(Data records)
---

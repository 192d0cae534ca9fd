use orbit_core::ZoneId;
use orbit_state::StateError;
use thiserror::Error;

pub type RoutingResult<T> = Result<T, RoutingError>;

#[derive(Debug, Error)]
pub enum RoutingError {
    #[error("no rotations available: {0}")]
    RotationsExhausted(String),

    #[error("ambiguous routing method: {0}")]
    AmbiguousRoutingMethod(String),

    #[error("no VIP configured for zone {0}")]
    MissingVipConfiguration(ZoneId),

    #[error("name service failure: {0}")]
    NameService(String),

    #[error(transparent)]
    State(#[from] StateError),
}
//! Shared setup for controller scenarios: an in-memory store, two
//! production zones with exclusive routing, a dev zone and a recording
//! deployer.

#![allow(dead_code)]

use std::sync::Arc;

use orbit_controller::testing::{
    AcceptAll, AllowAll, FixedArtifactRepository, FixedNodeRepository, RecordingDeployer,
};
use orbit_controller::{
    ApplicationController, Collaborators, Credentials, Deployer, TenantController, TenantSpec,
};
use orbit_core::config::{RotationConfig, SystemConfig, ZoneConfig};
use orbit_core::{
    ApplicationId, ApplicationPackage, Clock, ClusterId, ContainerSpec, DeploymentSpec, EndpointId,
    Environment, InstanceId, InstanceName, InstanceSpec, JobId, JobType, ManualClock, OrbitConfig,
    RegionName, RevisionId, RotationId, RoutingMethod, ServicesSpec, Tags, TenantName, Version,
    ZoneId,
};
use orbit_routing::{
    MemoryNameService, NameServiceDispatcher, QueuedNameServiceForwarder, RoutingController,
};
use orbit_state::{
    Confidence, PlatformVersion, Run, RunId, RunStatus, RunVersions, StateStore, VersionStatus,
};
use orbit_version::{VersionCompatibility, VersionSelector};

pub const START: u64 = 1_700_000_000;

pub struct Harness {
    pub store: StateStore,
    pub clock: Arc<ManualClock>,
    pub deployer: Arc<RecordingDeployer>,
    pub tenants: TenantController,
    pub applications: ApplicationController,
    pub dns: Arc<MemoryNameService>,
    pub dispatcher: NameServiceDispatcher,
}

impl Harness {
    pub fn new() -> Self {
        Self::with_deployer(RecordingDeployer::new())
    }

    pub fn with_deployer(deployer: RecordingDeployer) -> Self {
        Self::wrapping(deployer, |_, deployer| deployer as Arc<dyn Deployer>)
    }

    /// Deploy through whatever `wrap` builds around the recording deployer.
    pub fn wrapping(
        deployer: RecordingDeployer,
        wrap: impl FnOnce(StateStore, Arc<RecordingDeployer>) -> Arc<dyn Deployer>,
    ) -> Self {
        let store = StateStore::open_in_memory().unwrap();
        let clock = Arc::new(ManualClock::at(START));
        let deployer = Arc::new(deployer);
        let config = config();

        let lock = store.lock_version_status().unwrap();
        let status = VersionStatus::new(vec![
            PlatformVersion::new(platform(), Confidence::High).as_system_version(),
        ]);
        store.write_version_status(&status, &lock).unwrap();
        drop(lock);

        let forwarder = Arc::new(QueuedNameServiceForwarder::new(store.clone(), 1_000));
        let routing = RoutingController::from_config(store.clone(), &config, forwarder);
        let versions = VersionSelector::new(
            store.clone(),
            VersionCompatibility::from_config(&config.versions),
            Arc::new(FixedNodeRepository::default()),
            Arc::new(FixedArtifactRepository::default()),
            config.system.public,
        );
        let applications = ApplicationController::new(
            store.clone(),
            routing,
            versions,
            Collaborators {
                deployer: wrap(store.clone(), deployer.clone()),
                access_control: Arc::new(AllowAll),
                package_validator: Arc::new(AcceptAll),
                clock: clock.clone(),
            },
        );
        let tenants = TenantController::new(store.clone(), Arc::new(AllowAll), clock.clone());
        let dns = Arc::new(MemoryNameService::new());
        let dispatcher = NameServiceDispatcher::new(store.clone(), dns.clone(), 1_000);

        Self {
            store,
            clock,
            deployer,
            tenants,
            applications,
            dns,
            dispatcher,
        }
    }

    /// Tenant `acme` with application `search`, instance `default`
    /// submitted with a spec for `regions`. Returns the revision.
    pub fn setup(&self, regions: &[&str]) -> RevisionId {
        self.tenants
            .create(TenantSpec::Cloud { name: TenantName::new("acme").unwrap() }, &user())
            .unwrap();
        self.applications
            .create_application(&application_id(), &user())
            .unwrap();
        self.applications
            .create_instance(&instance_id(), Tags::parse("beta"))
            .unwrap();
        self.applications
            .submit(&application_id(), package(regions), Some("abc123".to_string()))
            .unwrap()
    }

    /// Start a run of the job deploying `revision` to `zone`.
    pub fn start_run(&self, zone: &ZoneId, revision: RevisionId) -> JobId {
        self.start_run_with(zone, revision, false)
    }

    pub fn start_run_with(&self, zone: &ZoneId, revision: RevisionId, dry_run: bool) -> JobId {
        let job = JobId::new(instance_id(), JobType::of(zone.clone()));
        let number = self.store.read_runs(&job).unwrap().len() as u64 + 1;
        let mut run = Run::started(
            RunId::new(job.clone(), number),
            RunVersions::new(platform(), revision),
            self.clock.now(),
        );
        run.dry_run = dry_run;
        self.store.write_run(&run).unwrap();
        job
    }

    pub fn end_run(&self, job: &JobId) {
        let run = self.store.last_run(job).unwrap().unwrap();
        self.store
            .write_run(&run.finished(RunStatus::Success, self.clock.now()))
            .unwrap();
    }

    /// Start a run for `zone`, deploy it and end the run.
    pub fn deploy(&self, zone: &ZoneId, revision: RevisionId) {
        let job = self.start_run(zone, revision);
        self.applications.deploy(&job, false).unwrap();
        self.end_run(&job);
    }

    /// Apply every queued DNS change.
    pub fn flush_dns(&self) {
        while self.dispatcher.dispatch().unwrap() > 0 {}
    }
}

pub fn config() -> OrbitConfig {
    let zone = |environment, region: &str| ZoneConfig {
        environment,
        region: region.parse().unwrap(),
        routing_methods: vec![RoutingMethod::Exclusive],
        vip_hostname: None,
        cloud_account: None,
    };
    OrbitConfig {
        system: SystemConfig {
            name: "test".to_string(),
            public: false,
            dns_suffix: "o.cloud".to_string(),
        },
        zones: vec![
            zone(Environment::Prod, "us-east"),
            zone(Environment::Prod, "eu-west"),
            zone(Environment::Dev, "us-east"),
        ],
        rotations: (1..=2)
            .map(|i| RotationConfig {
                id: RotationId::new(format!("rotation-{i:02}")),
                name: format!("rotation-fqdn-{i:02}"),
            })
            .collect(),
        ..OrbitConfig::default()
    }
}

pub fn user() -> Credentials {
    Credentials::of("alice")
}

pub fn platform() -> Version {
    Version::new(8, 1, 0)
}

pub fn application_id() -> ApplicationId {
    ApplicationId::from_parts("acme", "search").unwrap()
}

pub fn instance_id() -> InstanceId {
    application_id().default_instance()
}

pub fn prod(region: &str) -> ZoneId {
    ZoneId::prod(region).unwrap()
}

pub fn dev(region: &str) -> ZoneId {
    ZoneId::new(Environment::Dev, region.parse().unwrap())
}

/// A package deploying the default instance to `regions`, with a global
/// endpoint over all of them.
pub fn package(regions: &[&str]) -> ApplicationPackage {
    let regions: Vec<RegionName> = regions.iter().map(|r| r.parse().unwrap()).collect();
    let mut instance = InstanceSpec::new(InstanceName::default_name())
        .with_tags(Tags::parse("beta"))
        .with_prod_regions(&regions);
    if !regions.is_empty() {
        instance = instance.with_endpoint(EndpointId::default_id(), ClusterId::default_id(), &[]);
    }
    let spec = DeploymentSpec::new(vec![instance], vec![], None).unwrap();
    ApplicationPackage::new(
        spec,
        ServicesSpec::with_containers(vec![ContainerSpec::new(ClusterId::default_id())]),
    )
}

---

● **The task**:
Repeat the records word for word.

● **Task result**:
repository 192d0cae534ca9fd
use orbit_core::ZoneId;
use orbit_state::StateError;
use thiserror::Error;

pub type RoutingResult<T> = Result<T, RoutingError>;

#[derive(Debug, Error)]
pub enum RoutingError {
    #[error("no rotations available: {0}")]
    RotationsExhausted(String),

    #[error("ambiguous routing method: {0}")]
    AmbiguousRoutingMethod(String),

    #[error("no VIP configured for zone {0}")]
    MissingVipConfiguration(ZoneId),

    #[error("name service failure: {0}")]
    NameService(String),

    #[error(transparent)]
    State(#[from] StateError),
}
//! Shared setup for controller scenarios: an in-memory store, two
//! production zones with exclusive routing, a dev zone and a recording
//! deployer.

#![allow(dead_code)]

use std::sync::Arc;

use orbit_controller::testing::{
    AcceptAll, AllowAll, FixedArtifactRepository, FixedNodeRepository, RecordingDeployer,
};
use orbit_controller::{
    ApplicationController, Collaborators, Credentials, Deployer, TenantController, TenantSpec,
};
use orbit_core::config::{RotationConfig, SystemConfig, ZoneConfig};
use orbit_core::{
    ApplicationId, ApplicationPackage, Clock, ClusterId, ContainerSpec, DeploymentSpec, EndpointId,
    Environment, InstanceId, InstanceName, InstanceSpec, JobId, JobType, ManualClock, OrbitConfig,
    RegionName, RevisionId, RotationId, RoutingMethod, ServicesSpec, Tags, TenantName, Version,
    ZoneId,
};
use orbit_routing::{
    MemoryNameService, NameServiceDispatcher, QueuedNameServiceForwarder, RoutingController,
};
use orbit_state::{
    Confidence, PlatformVersion, Run, RunId, RunStatus, RunVersions, StateStore, VersionStatus,
};
use orbit_version::{VersionCompatibility, VersionSelector};

pub const START: u64 = 1_700_000_000;

pub struct Harness {
    pub store: StateStore,
    pub clock: Arc<ManualClock>,
    pub deployer: Arc<RecordingDeployer>,
    pub tenants: TenantController,
    pub applications: ApplicationController,
    pub dns: Arc<MemoryNameService>,
    pub dispatcher: NameServiceDispatcher,
}

impl Harness {
    pub fn new() -> Self {
        Self::with_deployer(RecordingDeployer::new())
    }

    pub fn with_deployer(deployer: RecordingDeployer) -> Self {
        Self::wrapping(deployer, |_, deployer| deployer as Arc<dyn Deployer>)
    }

    /// Deploy through whatever `wrap` builds around the recording deployer.
    pub fn wrapping(
        deployer: RecordingDeployer,
        wrap: impl FnOnce(StateStore, Arc<RecordingDeployer>) -> Arc<dyn Deployer>,
    ) -> Self {
        let store = StateStore::open_in_memory().unwrap();
        let clock = Arc::new(ManualClock::at(START));
        let deployer = Arc::new(deployer);
        let config = config();

        let lock = store.lock_version_status().unwrap();
        let status = VersionStatus::new(vec![
            PlatformVersion::new(platform(), Confidence::High).as_system_version(),
        ]);
        store.write_version_status(&status, &lock).unwrap();
        drop(lock);

        let forwarder = Arc::new(QueuedNameServiceForwarder::new(store.clone(), 1_000));
        let routing = RoutingController::from_config(store.clone(), &config, forwarder);
        let versions = VersionSelector::new(
            store.clone(),
            VersionCompatibility::from_config(&config.versions),
            Arc::new(FixedNodeRepository::default()),
            Arc::new(FixedArtifactRepository::default()),
            config.system.public,
        );
        let applications = ApplicationController::new(
            store.clone(),
            routing,
            versions,
            Collaborators {
                deployer: wrap(store.clone(), deployer.clone()),
                access_control: Arc::new(AllowAll),
                package_validator: Arc::new(AcceptAll),
                clock: clock.clone(),
            },
        );
        let tenants = TenantController::new(store.clone(), Arc::new(AllowAll), clock.clone());
        let dns = Arc::new(MemoryNameService::new());
        let dispatcher = NameServiceDispatcher::new(store.clone(), dns.clone(), 1_000);

        Self {
            store,
            clock,
            deployer,
            tenants,
            applications,
            dns,
            dispatcher,
        }
    }

    /// Tenant `acme` with application `search`, instance `default`
    /// submitted with a spec for `regions`. Returns the revision.
    pub fn setup(&self, regions: &[&str]) -> RevisionId {
        self.tenants
            .create(TenantSpec::Cloud { name: TenantName::new("acme").unwrap() }, &user())
            .unwrap();
        self.applications
            .create_application(&application_id(), &user())
            .unwrap();
        self.applications
            .create_instance(&instance_id(), Tags::parse("beta"))
            .unwrap();
        self.applications
            .submit(&application_id(), package(regions), Some("abc123".to_string()))
            .unwrap()
    }

    /// Start a run of the job deploying `revision` to `zone`.
    pub fn start_run(&self, zone: &ZoneId, revision: RevisionId) -> JobId {
        self.start_run_with(zone, revision, false)
    }

    pub fn start_run_with(&self, zone: &ZoneId, revision: RevisionId, dry_run: bool) -> JobId {
        let job = JobId::new(instance_id(), JobType::of(zone.clone()));
        let number = self.store.read_runs(&job).unwrap().len() as u64 + 1;
        let mut run = Run::started(
            RunId::new(job.clone(), number),
            RunVersions::new(platform(), revision),
            self.clock.now(),
        );
        run.dry_run = dry_run;
        self.store.write_run(&run).unwrap();
        job
    }

    pub fn end_run(&self, job: &JobId) {
        let run = self.store.last_run(job).unwrap().unwrap();
        self.store
            .write_run(&run.finished(RunStatus::Success, self.clock.now()))
            .unwrap();
    }

    /// Start a run for `zone`, deploy it and end the run.
    pub fn deploy(&self, zone: &ZoneId, revision: RevisionId) {
        let job = self.start_run(zone, revision);
        self.applications.deploy(&job, false).unwrap();
        self.end_run(&job);
    }

    /// Apply every queued DNS change.
    pub fn flush_dns(&self) {
        while self.dispatcher.dispatch().unwrap() > 0 {}
    }
}

pub fn config() -> OrbitConfig {
    let zone = |environment, region: &str| ZoneConfig {
        environment,
        region: region.parse().unwrap(),
        routing_methods: vec![RoutingMethod::Exclusive],
        vip_hostname: None,
        cloud_account: None,
    };
    OrbitConfig {
        system: SystemConfig {
            name: "test".to_string(),
            public: false,
            dns_suffix: "o.cloud".to_string(),
        },
        zones: vec![
            zone(Environment::Prod, "us-east"),
            zone(Environment::Prod, "eu-west"),
            zone(Environment::Dev, "us-east"),
        ],
        rotations: (1..=2)
            .map(|i| RotationConfig {
                id: RotationId::new(format!("rotation-{i:02}")),
                name: format!("rotation-fqdn-{i:02}"),
            })
            .collect(),
        ..OrbitConfig::default()
    }
}

pub fn user() -> Credentials {
    Credentials::of("alice")
}

pub fn platform() -> Version {
    Version::new(8, 1, 0)
}

pub fn application_id() -> ApplicationId {
    ApplicationId::from_parts("acme", "search").unwrap()
}

pub fn instance_id() -> InstanceId {
    application_id().default_instance()
}

pub fn prod(region: &str) -> ZoneId {
    ZoneId::prod(region).unwrap()
}

pub fn dev(region: &str) -> ZoneId {
    ZoneId::new(Environment::Dev, region.parse().unwrap())
}

/// A package deploying the default instance to `regions`, with a global
/// endpoint over all of them.
pub fn package(regions: &[&str]) -> ApplicationPackage {
    let regions: Vec<RegionName> = regions.iter().map(|r| r.parse().unwrap()).collect();
    let mut instance = InstanceSpec::new(InstanceName::default_name())
        .with_tags(Tags::parse("beta"))
        .with_prod_regions(&regions);
    if !regions.is_empty() {
        instance = instance.with_endpoint(EndpointId::default_id(), ClusterId::default_id(), &[]);
    }
    let spec = DeploymentSpec::new(vec![instance], vec![], None).unwrap();
    ApplicationPackage::new(
        spec,
        ServicesSpec::with_containers(vec![ContainerSpec::new(ClusterId::default_id())]),
    )
}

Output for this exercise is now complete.